● TASK INPUTS
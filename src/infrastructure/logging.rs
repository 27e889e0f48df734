use std::cell::RefCell;
use std::fs::{File, OpenOptions};
use std::io::Write;
use std::path::{Path, PathBuf};
use std::time::Duration;

use anyhow::{Context, Result};
use chrono::Local;
use humansize::{format_size, BINARY};

use crate::application::Outcome;
use crate::presentation::format_duration;

/// 日志记录器trait
pub trait LoggerTrait {
    fn is_enabled(&self) -> bool;
    fn log_message(&self, message: &str) -> Result<()>;
    fn log_load(&self, path: &Path, size: u64, records: usize) -> Result<()>;
    fn finalize(&self, outcome: &Outcome, duration: Duration) -> Result<()>;
}

/// 调试日志记录器，未启用时所有写入均为空操作
pub struct Logger {
    log_file: RefCell<Option<File>>,
    log_path: PathBuf,
    enabled: bool,
}

impl Logger {
    /// 创建新的日志记录器，日志文件写入 `directory`
    pub fn new(enabled: bool, directory: &Path) -> Result<Self> {
        if !enabled {
            return Ok(Self {
                log_file: RefCell::new(None),
                log_path: PathBuf::new(),
                enabled: false,
            });
        }

        // 获取当前时间作为文件名的一部分
        let now = Local::now();
        let timestamp = now.format("%Y%m%d_%H%M%S");
        let log_path = directory.join(format!("filter_users_{}.log", timestamp));

        let mut file = OpenOptions::new()
            .create(true)
            .append(true)
            .open(&log_path)
            .with_context(|| format!("cannot create log file: {}", log_path.display()))?;

        // 写入UTF-8 BOM以确保文件被正确识别为UTF-8
        file.write_all(&[0xEF, 0xBB, 0xBF])?;

        writeln!(file, "# filter-users debug log")?;
        writeln!(file, "# started: {}", now.format("%Y-%m-%d %H:%M:%S"))?;
        writeln!(file, "# --------------------------------------------")?;
        file.flush()?;

        Ok(Self {
            log_file: RefCell::new(Some(file)),
            log_path,
            enabled: true,
        })
    }

    /// 获取日志文件路径
    pub fn log_path(&self) -> &Path {
        &self.log_path
    }

    fn write_line(&self, line: &str) -> Result<()> {
        if let Some(file) = self.log_file.borrow_mut().as_mut() {
            writeln!(file, "{}", line)?;
            file.flush()?;
        }
        Ok(())
    }
}

impl LoggerTrait for Logger {
    fn is_enabled(&self) -> bool {
        self.enabled
    }

    fn log_message(&self, message: &str) -> Result<()> {
        if !self.enabled {
            return Ok(());
        }

        let timestamp = Local::now().format("%Y-%m-%d %H:%M:%S%.3f");
        self.write_line(&format!("[{}] {}", timestamp, message))
    }

    fn log_load(&self, path: &Path, size: u64, records: usize) -> Result<()> {
        if !self.enabled {
            return Ok(());
        }

        let timestamp = Local::now().format("%Y-%m-%d %H:%M:%S%.3f");
        self.write_line(&format!(
            "[{}] loaded: {} | size: {} | records: {}",
            timestamp,
            path.display(),
            format_size(size, BINARY),
            records
        ))
    }

    fn finalize(&self, outcome: &Outcome, duration: Duration) -> Result<()> {
        if !self.enabled {
            return Ok(());
        }

        let now = Local::now();
        self.write_line("# --------------------------------------------")?;
        self.write_line(&format!("# finished: {}", now.format("%Y-%m-%d %H:%M:%S")))?;
        self.write_line(&format!("# outcome: {}", outcome))?;
        self.write_line(&format!("# elapsed: {}", format_duration(duration)))?;
        self.write_line("# ============================================")?;

        eprintln!("Log saved to: {}", self.log_path.display());

        Ok(())
    }
}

● WHAT THE TASK REQUIRES
Among the lines of the entries above, count those containing the string "OpenOptions". Write the number alone.

● SOLVED EXERCISE
2